Publisher: John Wiley and Sons
Year: 1997
Tongue: English
Weight: 851 KB
Volume: 53
Category: Article
ISSN: 0146-6615
DOI: 10.1002/(sici)1096-9071(199710)53:2<127::aid-jmv4>3.0.co;2-b

No coin nor oath required. For personal study only.

✦ Synopsis

Hepatitis B virus (HBV) core gene translational products were localised previously in the cytoplasm and/or in the nuclei of infected cells. We investigated in naturally infected human hepatocytes whether this variation in the subcellular expression is due to differences in the presence of assembled core particles and other core gene derived proteins, the expression of HBeAg and the processing of liver tissue.
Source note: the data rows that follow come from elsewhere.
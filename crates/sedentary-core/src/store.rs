//! Rolling telemetry store
//!
//! Holds the chart windows and cumulative counters for the session. The store
//! is owned by the pipeline and only changes through [`TelemetryStore::apply`].

use crate::config::MAX_DATA_POINTS;
use crate::telemetry::{ActivityLevel, ActivityState, TelemetryReading};
use crate::window::RollingWindow;

/// Session telemetry state
#[derive(Debug, Clone, Default)]
pub struct TelemetryStore {
    accel: RollingWindow<f64, MAX_DATA_POINTS>,
    activity: RollingWindow<ActivityLevel, MAX_DATA_POINTS>,
    total_readings: u64,
    active_readings: u64,
    longest_inactive_secs: u64,
    current_state: ActivityState,
    current_timer: u64,
}

impl TelemetryStore {
    pub fn new() -> Self {
        Self::default()
    }

    /// Fold one reading into the store
    pub fn apply(&mut self, reading: &TelemetryReading) {
        self.total_readings += 1;
        self.current_state = reading.state;
        self.current_timer = reading.sedentary_secs;

        self.accel.push(reading.accel_magnitude);

        if reading.state == ActivityState::Active {
            self.active_readings += 1;
        }

        self.longest_inactive_secs = self.longest_inactive_secs.max(reading.sedentary_secs);

        self.activity.push(reading.state.level());
    }

    /// Acceleration magnitudes, oldest first
    pub fn accel_window(&self) -> &RollingWindow<f64, MAX_DATA_POINTS> {
        &self.accel
    }

    /// Activity level codes, oldest first, aligned with [`Self::accel_window`]
    pub fn activity_window(&self) -> &RollingWindow<ActivityLevel, MAX_DATA_POINTS> {
        &self.activity
    }

    pub fn total_readings(&self) -> u64 {
        self.total_readings
    }

    pub fn active_readings(&self) -> u64 {
        self.active_readings
    }

    /// Readings classified as anything other than active
    pub fn inactive_readings(&self) -> u64 {
        self.total_readings - self.active_readings
    }

    /// Largest sedentary timer value observed this session
    pub fn longest_inactive_secs(&self) -> u64 {
        self.longest_inactive_secs
    }

    pub fn current_state(&self) -> ActivityState {
        self.current_state
    }

    /// Sedentary timer from the latest reading
    pub fn current_timer(&self) -> u64 {
        self.current_timer
    }
}

#[cfg(test)]
mod tests {
    use super::*;
    use alloc::vec::Vec;

    fn reading(state: ActivityState, timer: u64, accel: f64) -> TelemetryReading {
        TelemetryReading::new(state, timer, accel)
    }

    #[test]
    fn test_new_store_is_empty() {
        let store = TelemetryStore::new();

        assert_eq!(store.total_readings(), 0);
        assert_eq!(store.active_readings(), 0);
        assert_eq!(store.current_state(), ActivityState::Sedentary);
        assert!(store.accel_window().is_empty());
        assert!(store.activity_window().is_empty());
    }

    #[test]
    fn test_apply_updates_snapshot_and_counters() {
        let mut store = TelemetryStore::new();

        store.apply(&reading(ActivityState::Sedentary, 30, 0.01));
        store.apply(&reading(ActivityState::Active, 0, 0.06));

        assert_eq!(store.total_readings(), 2);
        assert_eq!(store.active_readings(), 1);
        assert_eq!(store.inactive_readings(), 1);
        assert_eq!(store.current_state(), ActivityState::Active);
        assert_eq!(store.current_timer(), 0);
        assert_eq!(store.longest_inactive_secs(), 30);
        assert_eq!(store.accel_window().newest(), Some(0.06));
        assert_eq!(store.activity_window().newest(), Some(ActivityLevel::Active));
    }

    #[test]
    fn test_windows_keep_last_hundred_in_order() {
        let mut store = TelemetryStore::new();

        for i in 0..150u64 {
            let state = match i % 3 {
                0 => ActivityState::Active,
                1 => ActivityState::Fidget,
                _ => ActivityState::Sedentary,
            };
            store.apply(&reading(state, i, i as f64));
        }

        assert_eq!(store.accel_window().len(), MAX_DATA_POINTS);
        assert_eq!(store.activity_window().len(), MAX_DATA_POINTS);

        let accel: Vec<f64> = store.accel_window().iter().collect();
        let expected: Vec<f64> = (50..150).map(|i| i as f64).collect();
        assert_eq!(accel, expected);

        let levels: Vec<u8> = store.activity_window().iter().map(|l| l.code()).collect();
        let expected_levels: Vec<u8> = (50..150u64)
            .map(|i| match i % 3 {
                0 => 2,
                1 => 1,
                _ => 0,
            })
            .collect();
        assert_eq!(levels, expected_levels);
    }

    #[test]
    fn test_longest_inactive_is_running_max() {
        let mut store = TelemetryStore::new();
        let timers = [5, 90, 12, 0, 89, 91, 3];

        for timer in timers {
            store.apply(&reading(ActivityState::Sedentary, timer, 0.0));
        }

        assert_eq!(store.longest_inactive_secs(), 91);
        assert_eq!(store.current_timer(), 3);
    }

    #[test]
    fn test_counters_monotonic_and_bounded() {
        let mut store = TelemetryStore::new();
        let states = [
            ActivityState::Active,
            ActivityState::Sedentary,
            ActivityState::Fidget,
            ActivityState::Active,
            ActivityState::Active,
        ];
        let mut previous = (0, 0);

        for state in states.iter().cycle().take(40) {
            store.apply(&reading(*state, 0, 0.0));

            let current = (store.total_readings(), store.active_readings());
            assert!(current.0 >= previous.0);
            assert!(current.1 >= previous.1);
            assert!(current.1 <= current.0);
            previous = current;
        }

        assert_eq!(store.total_readings(), 40);
        assert_eq!(store.active_readings(), 24);
    }
}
By immunostaining of liver specimens infected with HBeAgpositive and HBeAg-minus variants of HBV, using monoclonal antibodies specific for assembled core particles and for various epitopes on denatured core protein, it was shown that virtually all immunoreactive core gene products are assembled into core particles. The latter are present both in the nuclei and in the cytoplasm of hepatocytes, independent of the infecting virus strain. A marked reduction or absence of immunoreactivity, observed with some monoclonal antibodies, was shown to result from nucleotide sequence variations within or close to the corresponding epitope. These results demonstrate that immunoreactive products, derived from the HBV core gene, in the nuclei and cytoplasm of human hepatocytes represent assembled core particles and that monoclonal antibodies with known recognition sites can reveal region-specific core gene variation of the infecting HBV population.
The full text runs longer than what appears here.